She leaves and comes back with paper and a pen. “You can take the bus number… get off here… take bus number…”

“I’m not going to take the bus, I need the address so I can take a taxi.”

She writes the address in Chinese characters, I leave, then I hear, “Miss! Miss!!!!”

The lady says, “The big bank they close at 4:30, you have go tomorrow.”

The Big Branch

The next morning, I take a taxi that arrives at the Bank of China 45 minutes later. It’s beautiful, big, clean, and shiny. I take my number, fill out the hui piao form, and wait.

“You don’t have 1,000 dollars.” My heart drops.

“Of course I have more than 1,000 dollars!”

“I mean, you can’t buy 1,000, only 500.”

“I was told at work that if I asked for the hui piao I could buy 1,000 or more.”

“But you need other documents.”
“I have all the documents.”

I handle the passport, expert certificate, contract, and tax certificate.

“This tax certificate no good.”

“My boss printed this for me at school.”

“It doesn’t have the government seal.”

“No, because my boss printed it at the office!”

“And you need other document.
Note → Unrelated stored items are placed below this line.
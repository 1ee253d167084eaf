//! Validated, normalized product edit ready to send to the Catalog Service.

use serde::{Deserialize, Serialize};

use catalog_core::{BrandId, ProductCode, TypeId};

use crate::variant::Size;

/// One normalized size line (size, price, quantity all checked).
#[derive(Debug, Clone, PartialEq, Eq, Serialize, Deserialize)]
pub struct DetailItem {
    #[serde(rename = "KichThuoc")]
    pub size: Size,
    #[serde(rename = "SoLuong")]
    pub quantity: u64,
    #[serde(rename = "Gia")]
    pub price: u64,
}

/// One normalized color with its size lines.
#[derive(Debug, Clone, PartialEq, Eq)]
pub struct VariantItem {
    /// Six lowercase hex digits, no `#`.
    pub color: String,
    pub details: Vec<DetailItem>,
}

/// Output of a successful validation pass.
#[derive(Debug, Clone, PartialEq, Eq)]
pub struct ProductEditRequest {
    pub product_id: ProductCode,
    pub name: String,
    pub brand_id: Option<BrandId>,
    pub type_id: Option<TypeId>,
    pub description: Option<String>,
    pub variants: Vec<VariantItem>,
}

/// Wire item: one color of the product, carrying the product's scalar
/// attributes alongside its size lines. The edit endpoint takes a JSON array
/// of these.
#[derive(Debug, Clone, PartialEq, Eq, Serialize, Deserialize)]
pub struct ProductEditItem {
    #[serde(rename = "ID")]
    pub product_id: ProductCode,
    #[serde(rename = "TenSanPham")]
    pub name: String,
    #[serde(rename = "MaThuongHieu")]
    pub brand_id: Option<BrandId>,
    #[serde(rename = "LoaiSanPham")]
    pub type_id: Option<TypeId>,
    #[serde(rename = "MauSac")]
    pub color: String,
    #[serde(rename = "MoTa")]
    pub description: Option<String>,
    /// Images are managed elsewhere; the edit endpoint expects `null`.
    #[serde(rename = "HinhAnhs")]
    pub images: Option<Vec<String>>,
    #[serde(rename = "Details")]
    pub details: Vec<DetailItem>,
}

impl ProductEditRequest {
    /// Flatten into the batch the edit endpoint accepts, one item per color.
    pub fn to_items(&self) -> Vec<ProductEditItem> {
        self.variants
            .iter()
            .map(|variant| ProductEditItem {
                product_id: self.product_id.clone(),
                name: self.name.clone(),
                brand_id: self.brand_id,
                type_id: self.type_id,
                color: variant.color.clone(),
                description: self.description.clone(),
                images: None,
                details: variant.details.clone(),
            })
            .collect()
    }
}
//! Domain error model.

use thiserror::Error;

/// Result type used across the domain layer.
pub type DomainResult<T> = Result<T, DomainError>;

/// Domain-level error.
///
/// Keep this focused on deterministic, local failures (bad input, bad
/// indices). Transport failures belong to the client crate.
#[derive(Debug, Error, Clone, PartialEq, Eq)]
pub enum DomainError {
    /// A value failed validation (e.g. malformed input).
    #[error("validation failed: {0}")]
    Validation(String),

    /// An identifier was invalid (e.g. parse failure).
    #[error("invalid identifier: {0}")]
    InvalidId(String),

    /// A positional index did not address an existing element.
    #[error("index out of range: {0}")]
    OutOfRange(String),
}

impl DomainError {
    pub fn validation(msg: impl Into<String>) -> Self {
        Self::Validation(msg.into())
    }

    pub fn invalid_id(msg: impl Into<String>) -> Self {
        Self::InvalidId(msg.into())
    }

    pub fn out_of_range(msg: impl Into<String>) -> Self {
        Self::OutOfRange(msg.into())
    }
}
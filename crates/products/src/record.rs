//! Variant records as the Catalog Service returns them for an existing product.
//!
//! One record per stored color; the product's scalar attributes are repeated
//! on every record.

use serde::{Deserialize, Serialize};

use catalog_core::{BrandId, TypeId};

#[derive(Debug, Clone, PartialEq, Eq, Serialize, Deserialize)]
pub struct DetailRecord {
    #[serde(rename = "kichThuoc")]
    pub size: String,
    #[serde(rename = "gia")]
    pub price: i64,
    #[serde(rename = "soLuong")]
    pub quantity: i64,
}

#[derive(Debug, Clone, PartialEq, Eq, Serialize, Deserialize)]
pub struct VariantRecord {
    #[serde(rename = "tenSanPham", default)]
    pub name: Option<String>,
    #[serde(rename = "maThuongHieu", default)]
    pub brand_id: Option<BrandId>,
    #[serde(rename = "loaiSanPham", default)]
    pub type_id: Option<TypeId>,
    #[serde(rename = "moTa", default)]
    pub description: Option<String>,
    /// Stored color code, six hex digits without `#`.
    #[serde(rename = "mauSac")]
    pub color: String,
    #[serde(default)]
    pub details: Vec<DetailRecord>,
}

#[cfg(test)]
mod tests {
    use super::*;

    #[test]
    fn deserializes_backend_shape() {
        let json = r#"{
            "tenSanPham": "Polo",
            "maThuongHieu": 1,
            "loaiSanPham": 2,
            "moTa": null,
            "mauSac": "ff0000",
            "details": [{ "kichThuoc": "S         ", "gia": 100, "soLuong": 5 }]
        }"#;
        let record: VariantRecord = serde_json::from_str(json).unwrap();
        assert_eq!(record.name.as_deref(), Some("Polo"));
        assert_eq!(record.brand_id, Some(BrandId::new(1)));
        assert_eq!(record.type_id, Some(TypeId::new(2)));
        assert_eq!(record.description, None);
        assert_eq!(record.details[0].size, "S         ");
        assert_eq!(record.details[0].price, 100);
    }

    #[test]
    fn missing_header_fields_default_to_none() {
        let record: VariantRecord =
            serde_json::from_str(r#"{ "mauSac": "00ff00" }"#).unwrap();
        assert!(record.name.is_none());
        assert!(record.details.is_empty());
    }
}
We need see proof of salary.”

“Here is my contract, my salary is there.”

“Yes, but you need timetable, your money for every month.”

My voice breaks.

“I went to the other bank, this one is very far from where I live, they told me this is what I need, they never mentioned a timetable, the tax office didn’t give me this document because they only provide these before August, that’s why my boss had to print it at the office, I’ve been trying to do this for a long time, my contract says how much I earn every month, I don’t understand why I need something else, please…”

The teller turns to talk to her colleagues, there’s shouting, she nods (yes!), then she shakes her head (oh boy).

“Please, don’t worry. The manager come talk to you.”

A woman comes with a list of documents I need for the hui piao. I want to take it and put it in my pocketbook, but she says to take a picture. The only thing I could do that day was to buy $500 and put them in my Chinese account.

The Other Bank

I attended a birthday party that weekend and during the taxi ride I told my friends about my bank issues. One of them tells me I shouldn’t be doing so much and offers to take me to the bank she always goes to, where she’s been able to send much more than $1,000 at once.

Since I already bought $500, I just want to buy the other $500 and send the $1,000 home.  Forget about the hui piao, with all that has happened I might not be able to make a deposit with my bank’s app.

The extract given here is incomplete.